Accelerate the mapping of your business taxonomy
- Andrew Griffin
- Oct 27, 2021
- 2 min read
Dirk Vermeiren explains how to use automation while avoiding the pitfalls of a source model or an enterprise model
Data warehouses have existed for more than 30 years, but today the use the automation that the Data Vault method facilitates is helping to dramatically improve the effectiveness and efficiency of data platform development. The problem for many businesses, especially those using multiple source systems – across different departments, divisions and even territories – is how to automate the data load process. Much of the complexity comes from the ELT/ELT (extract, load and transform) process. Data Vault lends itself to automation because it requires multiple objects – such as hubs – to be loaded using the same pattern and logic. The key to using automation – with the Data Vault 2.0 – is not falling into the trap of copying the source model. Vaultspeed’s chief technical officer Dirk Vermeiren offered some timely advice on dealing with some often contradictory axioms at this month’s Data Vault User Group. In his talk, ‘Acclerate the Mapping of your Business Taxonomy,’ he recommended use of a business taxonomy – a road map that provides the names and membership properties of each object within the business domain – to create the raw data vault, allowing for maximum automation and minimal manual intervention. Specific rules classify and categorise any object in the domain and must be complete, consistent and unambiguous. That helps achieve better data quality, and allows data assets to be managed through data governance. So, for example, the business will require an abstract model – comprising hubs and links – to understand the relationships between customers and product sales or services sold, when combined with a business taxonomy it can create a semi-integrated raw data vault layer. Following the source modelling will result in a “fake” data vault with too many objects in the raw data vault.
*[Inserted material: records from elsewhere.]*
use super::pages;
use axum::{
    http::StatusCode,
    response::{Html, IntoResponse, Response},
};
use tracing::error;

/// Request-fatal failure (store, hasher, session). The cause is logged and
/// the client gets a generic page.
#[derive(Debug)]
pub struct AppError(anyhow::Error);

impl IntoResponse for AppError {
    fn into_response(self) -> Response {
        error!("Request failed: {:#}", self.0);

        (
            StatusCode::INTERNAL_SERVER_ERROR,
            Html(pages::internal_error()),
        )
            .into_response()
    }
}

impl<E> From<E> for AppError
where
    E: Into<anyhow::Error>,
{
    fn from(err: E) -> Self {
        Self(err.into())
    }
}
//! Password verifiers.
//!
//! A verifier is an Argon2id hash in PHC string format. Salt and cost
//! parameters travel inside the string, so checking a password needs nothing
//! but the stored value.

use anyhow::{Result, anyhow};
use argon2::{
    Argon2,
    password_hash::{PasswordHash, PasswordHasher, PasswordVerifier, SaltString, rand_core::OsRng},
};
use secrecy::{ExposeSecret, SecretString};
use std::fmt;
use tracing::warn;

/// Stored, one-way representation of a password.
#[derive(Clone, PartialEq, Eq)]
pub struct Verifier(String);

impl Verifier {
    /// Wrap a PHC string loaded from a store.
    #[must_use]
    pub fn from_phc(phc: String) -> Self {
        Self(phc)
    }

    #[must_use]
    pub fn as_str(&self) -> &str {
        &self.0
    }
}

impl fmt::Debug for Verifier {
    fn fmt(&self, f: &mut fmt::Formatter<'_>) -> fmt::Result {
        f.write_str("Verifier(***)")
    }
}

/// Derive a verifier from a plaintext password using a fresh random salt.
///
/// # Errors
/// Returns an error if Argon2 fails to hash the password.
pub fn derive(password: &SecretString) -> Result<Verifier> {
    let salt = SaltString::generate(&mut OsRng);

    let phc = Argon2::default()
        .hash_password(password.expose_secret().as_bytes(), &salt)
        .map_err(|e| anyhow!("password hashing failed: {e}"))?
        .to_string();

    Ok(Verifier(phc))
}

/// Check a plaintext password against a stored verifier.
///
/// The digest comparison inside `password-hash` is constant time. A verifier
/// that does not parse never matches.
#[must_use]
pub fn check(verifier: &Verifier, password: &SecretString) -> bool {
    let Ok(parsed) = PasswordHash::new(verifier.as_str()) else {
        warn!("Stored verifier is not a valid PHC string");
        return false;
    };

    Argon2::default()
        .verify_password(password.expose_secret().as_bytes(), &parsed)
        .is_ok()
}

/// Run [`derive`] on the blocking pool.
///
/// # Errors
/// Returns an error if hashing fails or the blocking task panics.
pub async fn derive_blocking(password: &SecretString) -> Result<Verifier> {
    let password = SecretString::from(password.expose_secret().to_owned());
    tokio::task::spawn_blocking(move || derive(&password))
        .await
        .map_err(|e| anyhow!("verifier task failed: {e}"))?
}

/// Run [`check`] on the blocking pool.
///
/// # Errors
/// Returns an error if the blocking task panics.
pub async fn check_blocking(verifier: Verifier, password: &SecretString) -> Result<bool> {
    let password = SecretString::from(password.expose_secret().to_owned());
    tokio::task::spawn_blocking(move || check(&verifier, &password))
        .await
        .map_err(|e| anyhow!("verifier task failed: {e}"))
}
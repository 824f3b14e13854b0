use super::respond;
use crate::{
    accounts::{Accounts, SignupOutcome},
    session::SessionStore,
    web::{error::AppError, pages},
};
use axum::{
    Form,
    extract::Extension,
    http::HeaderMap,
    response::{Html, Redirect, Response},
};
use secrecy::SecretString;
use serde::Deserialize;
use std::sync::Arc;
use utoipa::ToSchema;

#[derive(ToSchema, Deserialize)]
pub struct SignupForm {
    #[serde(default)]
    username: String,
    #[serde(default)]
    password1: String,
    #[serde(default)]
    password2: String,
}

#[utoipa::path(
    get,
    path = "/signup",
    responses(
        (status = 200, description = "Signup form", content_type = "text/html", body = String)
    ),
    tag = "pages"
)]
pub async fn signup_page() -> Html<String> {
    Html(pages::signup(None))
}

#[utoipa::path(
    post,
    path = "/sign",
    request_body(content = SignupForm, content_type = "application/x-www-form-urlencoded"),
    responses(
        (status = 303, description = "Account created, session logged in, redirect to /"),
        (status = 200, description = "Signup rejected, form rendered with the reason", content_type = "text/html", body = String),
        (status = 500, description = "Store or hashing failure", content_type = "text/html", body = String)
    ),
    tag = "accounts"
)]
pub async fn signup(
    accounts: Extension<Arc<Accounts>>,
    sessions: Extension<SessionStore>,
    headers: HeaderMap,
    Form(form): Form<SignupForm>,
) -> Result<Response, AppError> {
    let SignupForm {
        username,
        password1,
        password2,
    } = form;
    let password1 = SecretString::from(password1);
    let password2 = SecretString::from(password2);

    let mut session = sessions.load(&headers).await;
    let outcome = accounts
        .signup(&username, &password1, &password2, &mut session.identity)
        .await?;

    match outcome {
        SignupOutcome::Created => {
            session.rotate();
            respond(&sessions, session, Redirect::to("/")).await
        }
        SignupOutcome::Rejected(reason) => {
            respond(
                &sessions,
                session,
                Html(pages::signup(Some(&reason.to_string()))),
            )
            .await
        }
    }
}
pub mod server;

// Internal "interpreter" for `Action`.
mod run;

#[derive(Debug)]
pub enum Action {
    Server(server::Args),
}

impl Action {
    /// Execute the action.
    /// # Errors
    /// Returns an error if the action fails.
    pub async fn execute(self) -> anyhow::Result<()> {
        run::execute(self).await
    }
}
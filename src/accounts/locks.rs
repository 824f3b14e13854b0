//! Per-username mutual exclusion.
//!
//! Account flows read the store and then write to it. Holding the guard for a
//! username across both steps makes that sequence atomic within this process.
//! Entries are dropped from the table once nobody holds or waits on them.

use std::collections::HashMap;
use std::sync::{Arc, Mutex, MutexGuard, PoisonError};
use tokio::sync::{Mutex as AsyncMutex, OwnedMutexGuard};

#[derive(Debug, Default)]
struct Slot {
    mutex: Arc<AsyncMutex<()>>,
    // Holder plus waiters; the slot is removed when this reaches zero.
    users: usize,
}

#[derive(Debug, Default)]
pub struct KeyedLocks {
    table: Mutex<HashMap<String, Slot>>,
}

impl KeyedLocks {
    #[must_use]
    pub fn new() -> Self {
        Self::default()
    }

    fn table(&self) -> MutexGuard<'_, HashMap<String, Slot>> {
        self.table.lock().unwrap_or_else(PoisonError::into_inner)
    }

    /// Wait for exclusive access to `key`.
    ///
    /// Cancel safe: dropping the future while it waits gives up its place and
    /// leaves no entry behind.
    pub async fn lock(&self, key: &str) -> KeyGuard<'_> {
        let (ticket, mutex) = {
            let mut table = self.table();
            let slot = table.entry(key.to_string()).or_default();
            slot.users += 1;
            let ticket = Ticket {
                locks: self,
                key: key.to_string(),
            };
            (ticket, Arc::clone(&slot.mutex))
        };

        let guard = mutex.lock_owned().await;

        KeyGuard {
            _guard: guard,
            _ticket: ticket,
        }
    }

    /// Number of keys currently locked or awaited.
    #[must_use]
    pub fn len(&self) -> usize {
        self.table().len()
    }

    #[must_use]
    pub fn is_empty(&self) -> bool {
        self.len() == 0
    }
}

// One registered user of a slot, released on drop whether or not the lock
// was ever acquired.
struct Ticket<'a> {
    locks: &'a KeyedLocks,
    key: String,
}

impl Drop for Ticket<'_> {
    fn drop(&mut self) {
        let mut table = self.locks.table();
        if let Some(slot) = table.get_mut(&self.key) {
            slot.users = slot.users.saturating_sub(1);
            if slot.users == 0 {
                table.remove(&self.key);
            }
        }
    }
}

/// Exclusive access to one key until dropped.
pub struct KeyGuard<'a> {
    // Fields drop in order: unlock before giving up the slot.
    _guard: OwnedMutexGuard<()>,
    _ticket: Ticket<'a>,
}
That risks leaving the business unable to understand a “too complex” model, and limiting the scope of automated integration work, and ELT loading reliant on manual input.
So by following Dirk’s recommended way of working, integration is achieved across all the sources thanks to the master data from the business taxonomy grouping the business elements together. Not only is the conceptual model represented in the physical data model – enabling the business to understand the model – the integration will occur though the automation logic, saving staff time and the company money.